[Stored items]
= = = =

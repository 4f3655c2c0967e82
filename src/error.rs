use serde::Serialize;
use thiserror::Error;

#[derive(Debug, Clone, PartialEq, Eq, Error)]
pub enum GrammarError {
    #[error("Line {line}: {message}")]
    Syntax { line: usize, message: String },
    #[error("'{0}' is not defined in the grammar")]
    UndefinedSymbol(String),
    #[error("'{0}' is declared as both a terminal and a non-terminal")]
    TerminalNonTerminal(String),
    #[error("'{0}' has productions but is not a non-terminal")]
    NotANonTerminal(String),
    #[error("the grammar has no start symbol")]
    MissingStartSymbol,
    #[error("both '{0}' and '{1}' produce the end marker; the start symbol must be unique")]
    MultipleStartSymbols(String, String),
    #[error("set computation did not settle within {limit} rounds")]
    TooComplex { limit: usize },
}

/// Two productions of the same non-terminal predict the same lookahead.
#[derive(Debug, Clone, PartialEq, Eq, Error, Serialize)]
#[error("conflict at ({non_terminal}, {terminal}): productions {first} and {second}")]
pub struct PredictConflict {
    pub non_terminal: String,
    pub terminal: String,
    pub first: usize,
    pub second: usize,
}

#[derive(Debug, Clone, PartialEq, Eq, Error)]
pub enum TableError {
    #[error(transparent)]
    Grammar(#[from] GrammarError),
    #[error("grammar is not LL(1): {}", .0.iter().map(|c| c.to_string()).collect::<Vec<_>>().join("; "))]
    Conflicts(Vec<PredictConflict>),
}

/// What the parser was looking for when it rejected a token.
#[derive(Debug, Clone, PartialEq, Eq, Serialize)]
pub enum Expected {
    /// No table entry predicts a production of this non-terminal.
    NonTerminal(String),
    /// The top of the stack is this terminal (or `$`).
    Terminal(String),
}

impl std::fmt::Display for Expected {
    fn fmt(&self, f: &mut std::fmt::Formatter<'_>) -> std::fmt::Result {
        match self {
            Expected::NonTerminal(name) => write!(f, "a token in the predict set of {}", name),
            Expected::Terminal(name) => write!(f, "'{}'", name),
        }
    }
}

/// Broken engine invariants. These never come from bad input.
#[derive(Debug, Clone, PartialEq, Eq, Error)]
pub enum InternalError {
    #[error("symbol stack emptied before the end marker was matched")]
    StackUnderflow,
    #[error("tried to ascend above the parse tree root")]
    AscendPastRoot,
    #[error("stack holds unknown symbol #{0}")]
    UnknownSymbol(usize),
    #[error("table refers to unknown production {0}")]
    UnknownProduction(usize),
    #[error("parse finished away from the parse tree root")]
    UnbalancedTree,
}

#[derive(Debug, Clone, PartialEq, Eq, Error)]
pub enum ParseError {
    #[error("token {position}: expected {expected}, found '{found}'")]
    UnexpectedToken {
        position: usize,
        expected: Expected,
        found: String,
    },
    #[error("internal parser error: {0}")]
    Internal(#[from] InternalError),
}
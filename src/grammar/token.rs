use serde::Serialize;

use super::END_MARK;

#[derive(Debug, Clone, PartialEq, Eq, Serialize)]
pub struct Token {
    /// Must name a terminal of the grammar, or be `$`.
    pub kind: String,
    pub lexeme: Option<String>,
}

impl Token {
    pub fn new(kind: &str, lexeme: Option<&str>) -> Self {
        Self {
            kind: kind.to_string(),
            lexeme: lexeme.map(|s| s.to_string()),
        }
    }

    pub fn end_mark() -> Self {
        Self::new(END_MARK, None)
    }

    pub fn is_end_mark(&self) -> bool {
        self.kind == END_MARK
    }
}

/// A cursor over a token sequence. Once the tokens run out it keeps
/// yielding the end marker.
#[derive(Debug, Clone)]
pub struct TokenStream {
    tokens: Vec<Token>,
    position: usize,
    end: Token,
}

impl TokenStream {
    pub fn new(tokens: Vec<Token>) -> Self {
        Self {
            tokens,
            position: 0,
            end: Token::end_mark(),
        }
    }

    /// One token per non-blank line: `kind [lexeme]`.
    pub fn parse(input: &str) -> Self {
        let tokens = input
            .lines()
            .filter_map(|line| {
                let line = line.trim();
                let mut parts = line.splitn(2, char::is_whitespace);
                let kind = parts.next().filter(|k| !k.is_empty())?;
                let lexeme = parts.next().map(str::trim).filter(|l| !l.is_empty());
                Some(Token::new(kind, lexeme))
            })
            .collect();
        Self::new(tokens)
    }

    /// Tokens consumed so far.
    pub fn position(&self) -> usize {
        self.position
    }

    pub fn is_exhausted(&self) -> bool {
        self.position >= self.tokens.len()
    }

    pub fn peek(&self) -> &Token {
        self.tokens.get(self.position).unwrap_or(&self.end)
    }

    pub fn pop(&mut self) -> Token {
        let token = self.peek().clone();
        if !self.is_exhausted() {
            self.position += 1;
        }
        token
    }
}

= = = =

> [Exercise goal]: The required output is the entries from their opening line through the line holding "has productions but", repeated exactly, with both end lines kept.

> [Result of this exercise]:
repository 4f3655c2c0967e82
filename src/error.rs
use serde::Serialize;
use thiserror::Error;

#[derive(Debug, Clone, PartialEq, Eq, Error)]
pub enum GrammarError {
    #[error("Line {line}: {message}")]
    Syntax { line: usize, message: String },
    #[error("'{0}' is not defined in the grammar")]
    UndefinedSymbol(String),
    #[error("'{0}' is declared as both a terminal and a non-terminal")]
    TerminalNonTerminal(String),
    #[error("'{0}' has productions but is not a non-terminal")]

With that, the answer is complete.